M. Calin Rovinescu: Oui.
M. Mario Laframboise: En ce qui concerne le Bureau de la concurrence, j'ai de la difficulté à vous suivre. Je veux bien que vous vous associez, que vous fassiez des investissements et que vous soyez plus compétitifs dans tous les secteurs. Ça me va, car c'est de la saine entreprise. Mais quand on parle de prix d'éviction, de prix prédateurs, ce sont des réalités, et j'ai de la difficulté à comprendre que vous n'acceptiez pas qu'on apporte des modifications afin qu'on puisse régler des dossiers comme celui de la plainte dans le cas de WestJet. Il faut de 15 à 18 mois pour la régler, et ça va peut-être prendre deux ans. Je ne comprends pas. À l'heure actuelle, ça vous avantage, mais un jour, la plainte sera peut-être contre vous et vous voudrez peut-être avoir une loi qui soit efficace pour protéger les intérêts des divers joueurs économiques dans le milieu et dans le marché.
• 2020
Je ne comprends pas. Vous semblez
avoir convaincu le ministre, parce qu'il ne semble
pas vouloir modifier la loi, mais
quand il y a une concurrence déloyale, peu
importe le pays... J'ai de la difficulté parce que
les Américains sont assez forts sur les lois antitrusts
et antimonopoles. J'ai l'impression que
la loi qui a été adoptée est douce, trop douce,
et que les modifications qui ont été faites
le sont aussi. Même le rapport du
Bureau de la concurrence nous dit que, finalement, il
n'y a pas grand-chose à faire et qu'il faudrait
ouvrir carrément les marchés à des compagnies
étrangères. C'est ce que dit le Bureau de la
concurrence dans son rapport. Il passe son temps devant les
tribunaux avec vous
à argumenter sur les critères et les lignes
directrices. Vous n'êtes pas d'accord et vous
ne voulez pas discuter avec lui. Les coûts évitables, ça
ne fait pas votre affaire. Finalement, il n'y a rien
qui fait votre affaire, à un point tel
que le Bureau de
la concurrence nous dit qu'on devrait ouvrir le marché
aux investisseurs étrangers pour qu'il y ait
au Canada, comme
dans le bon vieux temps, deux compagnies
aussi fortes l'une que
l'autre qui pourraient garantir un service aux régions.

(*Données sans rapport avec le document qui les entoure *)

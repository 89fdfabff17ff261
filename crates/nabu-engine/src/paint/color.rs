/// Linear RGBA color with straight (non-premultiplied) alpha.
///
/// `Color` is a plain value type: every constructor returns a fresh value and
/// no API mutates a color in place through a shared reference.
#[derive(Debug, Copy, Clone, Default, PartialEq)]
pub struct Color {
    pub r: f32,
    pub g: f32,
    pub b: f32,
    pub a: f32,
}

impl Color {
    pub const BLACK: Color = Color::new(0.0, 0.0, 0.0, 1.0);
    pub const WHITE: Color = Color::new(1.0, 1.0, 1.0, 1.0);
    pub const TRANSPARENT: Color = Color::new(0.0, 0.0, 0.0, 0.0);

    /// Creates a color from linear components.
    #[inline]
    pub const fn new(r: f32, g: f32, b: f32, a: f32) -> Self {
        Self { r, g, b, a }
    }

    /// Opaque color from linear components.
    #[inline]
    pub const fn rgb(r: f32, g: f32, b: f32) -> Self {
        Self::new(r, g, b, 1.0)
    }

    /// Creates a color from sRGB-encoded bytes (`0`–`255`), e.g. from a palette.
    #[inline]
    pub fn from_srgb_u8(r: u8, g: u8, b: u8, a: u8) -> Self {
        Self::new(
            srgb_to_linear(r as f32 / 255.0),
            srgb_to_linear(g as f32 / 255.0),
            srgb_to_linear(b as f32 / 255.0),
            a as f32 / 255.0,
        )
    }

    /// Creates an opaque color from a `0xRRGGBB` sRGB literal.
    #[inline]
    pub fn from_hex(hex: u32) -> Self {
        Self::from_srgb_u8((hex >> 16) as u8, (hex >> 8) as u8, hex as u8, 255)
    }

    #[inline]
    pub fn with_alpha(self, a: f32) -> Self {
        Self { a, ..self }
    }

    /// Component-wise linear interpolation. Returns a new value.
    #[inline]
    pub fn lerp(self, other: Color, t: f32) -> Self {
        let t = t.clamp(0.0, 1.0);
        Self::new(
            self.r + (other.r - self.r) * t,
            self.g + (other.g - self.g) * t,
            self.b + (other.b - self.b) * t,
            self.a + (other.a - self.a) * t,
        )
    }

    /// Premultiplied `[r, g, b, a]` for GPU upload (clamped to `[0, 1]`).
    #[inline]
    pub fn premultiplied(self) -> [f32; 4] {
        let a = self.a.clamp(0.0, 1.0);
        [
            self.r.clamp(0.0, 1.0) * a,
            self.g.clamp(0.0, 1.0) * a,
            self.b.clamp(0.0, 1.0) * a,
            a,
        ]
    }

    /// Relative luminance, used to pick contrasting text colors.
    #[inline]
    pub fn luminance(self) -> f32 {
        0.2126 * self.r + 0.7152 * self.g + 0.0722 * self.b
    }

    #[inline]
    pub fn is_finite(self) -> bool {
        self.r.is_finite() && self.g.is_finite() && self.b.is_finite() && self.a.is_finite()
    }
}

impl From<[f32; 3]> for Color {
    #[inline]
    fn from([r, g, b]: [f32; 3]) -> Self {
        Color::rgb(r, g, b)
    }
}

impl From<[f32; 4]> for Color {
    #[inline]
    fn from([r, g, b, a]: [f32; 4]) -> Self {
        Color::new(r, g, b, a)
    }
}

impl From<(f32, f32, f32)> for Color {
    #[inline]
    fn from((r, g, b): (f32, f32, f32)) -> Self {
        Color::rgb(r, g, b)
    }
}

/// `0xRRGGBB` sRGB literal.
impl From<u32> for Color {
    #[inline]
    fn from(hex: u32) -> Self {
        Color::from_hex(hex)
    }
}

#[inline]
fn srgb_to_linear(c: f32) -> f32 {
    if c <= 0.04045 {
        c / 12.92
    } else {
        ((c + 0.055) / 1.055).powf(2.4)
    }
}

#[cfg(test)]
mod tests {
    use super::*;

    #[test]
    fn hex_endpoints_are_exact() {
        assert_eq!(Color::from_hex(0xffffff), Color::WHITE);
        assert_eq!(Color::from_hex(0x000000), Color::BLACK);
    }

    #[test]
    fn hex_mid_grey_is_linearized() {
        let c = Color::from_hex(0x808080);
        assert!((c.r - 0.2158).abs() < 1e-3);
        assert_eq!(c.r, c.g);
        assert_eq!(c.a, 1.0);
    }

    #[test]
    fn lerp_returns_new_value_and_keeps_inputs() {
        let a = Color::BLACK;
        let b = Color::WHITE;
        let mid = a.lerp(b, 0.5);
        assert_eq!(mid, Color::new(0.5, 0.5, 0.5, 1.0));
        assert_eq!(a, Color::BLACK);
    }

    #[test]
    fn premultiplied_scales_rgb_by_alpha() {
        let p = Color::new(1.0, 0.5, 0.0, 0.5).premultiplied();
        assert_eq!(p, [0.5, 0.25, 0.0, 0.5]);
    }
}
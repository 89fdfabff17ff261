use crate::coords::Vec3;
use crate::paint::Color;

/// Indexed triangle mesh.
///
/// `normals` and `colors` (when present) are parallel to `positions`.
#[derive(Debug, Clone, Default, PartialEq)]
pub struct MeshGeometry {
    pub positions: Vec<Vec3>,
    pub normals: Vec<Vec3>,
    pub indices: Vec<u32>,
    pub colors: Option<Vec<Color>>,
}

impl MeshGeometry {
    #[inline]
    pub fn vertex_count(&self) -> usize {
        self.positions.len()
    }

    #[inline]
    pub fn triangle_count(&self) -> usize {
        self.indices.len() / 3
    }

    /// Recomputes smooth per-vertex normals from face normals (area weighted).
    pub fn compute_vertex_normals(&mut self) {
        let mut normals = vec![Vec3::ZERO; self.positions.len()];
        for tri in self.indices.chunks_exact(3) {
            let (a, b, c) = (tri[0] as usize, tri[1] as usize, tri[2] as usize);
            let face = (self.positions[b] - self.positions[a])
                .cross(self.positions[c] - self.positions[a]);
            normals[a] += face;
            normals[b] += face;
            normals[c] += face;
        }
        for n in &mut normals {
            *n = n.normalize_or(Vec3::Y);
        }
        self.normals = normals;
    }

    /// Unique triangle edges as index pairs, for wireframe rendering.
    pub fn edges(&self) -> Vec<(u32, u32)> {
        let mut edges: Vec<(u32, u32)> = self
            .indices
            .chunks_exact(3)
            .flat_map(|t| [(t[0], t[1]), (t[1], t[2]), (t[2], t[0])])
            .map(|(a, b)| if a < b { (a, b) } else { (b, a) })
            .collect();
        edges.sort_unstable();
        edges.dedup();
        edges
    }
}

/// How consecutive line points are joined.
#[derive(Debug, Copy, Clone, Eq, PartialEq, Default)]
pub enum LineTopology {
    /// `p0-p1-p2-...`
    #[default]
    Strip,
    /// `p0-p1`, `p2-p3`, ...
    Segments,
}

/// Polyline in world space.
#[derive(Debug, Clone, PartialEq)]
pub struct LineGeometry {
    pub points: Vec<Vec3>,
    pub colors: Option<Vec<Color>>,
    pub topology: LineTopology,
    /// `(dash, gap)` lengths in world units. `None` draws a solid line.
    pub dash: Option<(f32, f32)>,
    /// Stroke width in logical pixels.
    pub width: f32,
}

impl Default for LineGeometry {
    fn default() -> Self {
        Self {
            points: Vec::new(),
            colors: None,
            topology: LineTopology::Strip,
            dash: None,
            width: 1.5,
        }
    }
}

impl LineGeometry {
    pub fn strip(points: Vec<Vec3>) -> Self {
        Self { points, ..Self::default() }
    }

    pub fn segments(points: Vec<Vec3>) -> Self {
        Self { points, topology: LineTopology::Segments, ..Self::default() }
    }

    /// Segments as `(start, end, start_index, end_index)`.
    pub fn segment_iter(&self) -> impl Iterator<Item = (Vec3, Vec3, usize, usize)> + '_ {
        let step = match self.topology {
            LineTopology::Strip => 1,
            LineTopology::Segments => 2,
        };
        (0..self.points.len().saturating_sub(1))
            .step_by(step)
            .map(move |i| (self.points[i], self.points[i + 1], i, i + 1))
    }
}

/// Splits the segment `a..b` into dashes of `dash` length separated by `gap`.
///
/// `phase` is the distance already consumed along the pattern by previous
/// segments of the same polyline; the updated phase is returned so dashes
/// continue across corners.
pub fn dash_segments(a: Vec3, b: Vec3, dash: f32, gap: f32, phase: f32, out: &mut Vec<(Vec3, Vec3)>) -> f32 {
    let len = a.distance(b);
    let period = dash + gap;
    if len <= 0.0 || dash <= 0.0 || period <= 0.0 {
        return phase;
    }
    let dir = (b - a) / len;

    let mut t = 0.0;
    let mut phase = phase % period;
    while t < len {
        let remaining = len - t;
        if phase < dash {
            let step = (dash - phase).min(remaining);
            out.push((a + dir * t, a + dir * (t + step)));
            t += step;
            phase += step;
        } else {
            let step = (period - phase).min(remaining);
            t += step;
            phase += step;
        }
        if phase >= period {
            phase -= period;
        }
    }
    phase
}

/// Point cloud. `size` is in logical pixels.
#[derive(Debug, Clone, PartialEq)]
pub struct PointGeometry {
    pub positions: Vec<Vec3>,
    pub colors: Option<Vec<Color>>,
    pub size: f32,
}

impl Default for PointGeometry {
    fn default() -> Self {
        Self { positions: Vec::new(), colors: None, size: 4.0 }
    }
}

/// Whether a label keeps a constant size on screen or lives in world units.
#[derive(Debug, Copy, Clone, Eq, PartialEq, Default)]
pub enum TextSizing {
    /// `size` is in world units and follows the camera zoom.
    #[default]
    World,
    /// `size` is in logical pixels regardless of zoom.
    Screen,
}

/// Text label anchored at the node origin.
#[derive(Debug, Clone, PartialEq)]
pub struct TextLabel {
    pub text: String,
    pub size: f32,
    pub sizing: TextSizing,
}

impl TextLabel {
    pub fn new(text: impl Into<String>, size: f32, sizing: TextSizing) -> Self {
        Self { text: text.into(), size, sizing }
    }
}

#[cfg(test)]
mod tests {
    use super::*;

    // ── dashes ────────────────────────────────────────────────────────────

    #[test]
    fn dashes_alternate_along_segment() {
        let mut out = Vec::new();
        dash_segments(Vec3::ZERO, Vec3::new(10.0, 0.0, 0.0), 2.0, 1.0, 0.0, &mut out);
        // 0-2, 3-5, 6-8, 9-10
        assert_eq!(out.len(), 4);
        assert_eq!(out[1], (Vec3::new(3.0, 0.0, 0.0), Vec3::new(5.0, 0.0, 0.0)));
        assert_eq!(out[3].1, Vec3::new(10.0, 0.0, 0.0));
    }

    #[test]
    fn dash_phase_continues_across_segments() {
        let mut out = Vec::new();
        let phase = dash_segments(Vec3::ZERO, Vec3::new(1.0, 0.0, 0.0), 2.0, 2.0, 0.0, &mut out);
        assert_eq!(phase, 1.0);
        dash_segments(Vec3::new(1.0, 0.0, 0.0), Vec3::new(1.0, 4.0, 0.0), 2.0, 2.0, phase, &mut out);
        // First segment emits 0..1, second continues the dash for 1 unit, then gaps 2.
        assert_eq!(out.len(), 3);
        assert_eq!(out[1], (Vec3::new(1.0, 0.0, 0.0), Vec3::new(1.0, 1.0, 0.0)));
    }

    #[test]
    fn degenerate_segment_emits_nothing() {
        let mut out = Vec::new();
        let phase = dash_segments(Vec3::ONE, Vec3::ONE, 1.0, 1.0, 0.5, &mut out);
        assert!(out.is_empty());
        assert_eq!(phase, 0.5);
    }

    // ── topology ──────────────────────────────────────────────────────────

    #[test]
    fn strip_and_segment_counts() {
        let pts = vec![Vec3::ZERO, Vec3::X, Vec3::Y, Vec3::Z];
        assert_eq!(LineGeometry::strip(pts.clone()).segment_iter().count(), 3);
        assert_eq!(LineGeometry::segments(pts).segment_iter().count(), 2);
    }

    #[test]
    fn wireframe_edges_are_shared() {
        let mesh = MeshGeometry {
            positions: vec![Vec3::ZERO, Vec3::X, Vec3::Y, Vec3::ONE],
            normals: Vec::new(),
            indices: vec![0, 1, 2, 2, 1, 3],
            colors: None,
        };
        // Two triangles sharing edge 1-2.
        assert_eq!(mesh.edges().len(), 5);
    }
}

Le commissaire nous a dit ce matin
que ça garantirait un
service aux régions.
Si vous pensez surtout à la rentabilité de votre entreprise, combien allez-vous fermer de destinations en région d'ici un an et demi, monsieur? Combien allez-vous en fermer?
M. Calin Rovinescu: Premièrement, on n'a pas pris la décision de fermer quoi que ce soit pour l'instant. Cela étant dit, je pense que vous vous trompez énormément en croyant qu'une compagnie américaine va entrer ici et desservir des régions éloignées. C'est une autre légende urbaine qui se crée.
Quant à votre question concernant la concurrence déloyale, avec tout le respect que je vous dois, je ne pense pas que quelqu'un puisse être d'avis, en regardant la situation, qu'il s'agit d'une concurrence déloyale. Regardons la situation aux États-Unis. Je pense que la décision qui a été publiée il y a deux semaines concernant American Airlines serait très intéressante pour vous. Il est assez clair que même s'il y a une concurrence... On a utilisé les mots suivants aux États-Unis:
[Traduction]
«Même si la concurrence de la part d'American Airlines était brutale, elle n'était pas déloyale.»
[Français]
C'est toute la question de savoir si une concurrence est déloyale ou non. Ce n'est pas aussi simple que de dire que quelqu'un vient à la conclusion qu'il s'agit d'une concurrence déloyale. Comme je vous l'ai dit, nous considérons que la capacité d'offrir les mêmes prix qu'un concurrent sur le marché est parfaitement acceptable, et on va continuer à le faire. Je pense que c'est ce que les citoyens du Canada veulent avoir. Ils veulent avoir une concurrence sur toutes ces routes-là, et on va avoir une situation dans laquelle deux compagnies vont offrir les mêmes prix.
[Traduction]
Le président: Votre temps est écoulé, Mario. Je vous remercie.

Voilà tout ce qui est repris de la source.